Look below for the line holding "structure for TeleopCtrl" and the line holding "Parameters for teleoperation.". Repeat those two and everything between, exactly.
============
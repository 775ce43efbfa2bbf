//! Parameters structure for TeleopCtrl

// ---------------------------------------------------------------------------
// IMPORTS
// ---------------------------------------------------------------------------

use serde::Deserialize;
use super::DriveCurve;

// ---------------------------------------------------------------------------
// DATA STRUCTURES
// ---------------------------------------------------------------------------

/// Parameters for teleoperation.
#[derive(Debug, Clone, Deserialize)]
#[serde(default)]
pub struct Params {

    /// Period of the driver control cycle.
    ///
    /// Units: milliseconds
    pub cycle_period_ms: u64,

    /// Curve applied to both drive sticks
    pub drive_curve: DriveCurve,

    /// Power of the intake while R1 or R2 is held
    pub intake_power: i32,

    /// Bottom spinner power while the override is held, the top spinner is stopped
    pub override_bottom_power: i32,
}

// ---------------------------------------------------------------------------
// IMPLEMENTATIONS
// ---------------------------------------------------------------------------

impl Default for Params {
    fn default() -> Self {
        Self {
            cycle_period_ms: 25,
            drive_curve: DriveCurve::default(),
            intake_power: 127,
            override_bottom_power: -127,
        }
    }
}

impl Params {
    /// Frequency of the driver control cycle.
    ///
    /// Units: hertz
    pub fn cycle_frequency_hz(&self) -> f64 {
        1000.0 / self.cycle_period_ms.max(1) as f64
    }
}

#[cfg(test)]
mod test {
    use super::*;

    #[test]
    fn test_partial_params() {
        let p: Params = util::params::from_str("cycle_period_ms = 50").unwrap();

        assert_eq!(p.cycle_period_ms, 50);
        assert_eq!(p.cycle_frequency_hz(), 20.0);
        assert_eq!(p.drive_curve, DriveCurve::default());
        assert_eq!(p.override_bottom_power, -127);
    }
}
============
#### Solution for this task
//! Parameters structure for TeleopCtrl

// ---------------------------------------------------------------------------
// IMPORTS
// ---------------------------------------------------------------------------

use serde::Deserialize;
use super::DriveCurve;

// ---------------------------------------------------------------------------
// DATA STRUCTURES
// ---------------------------------------------------------------------------

/// Parameters for teleoperation.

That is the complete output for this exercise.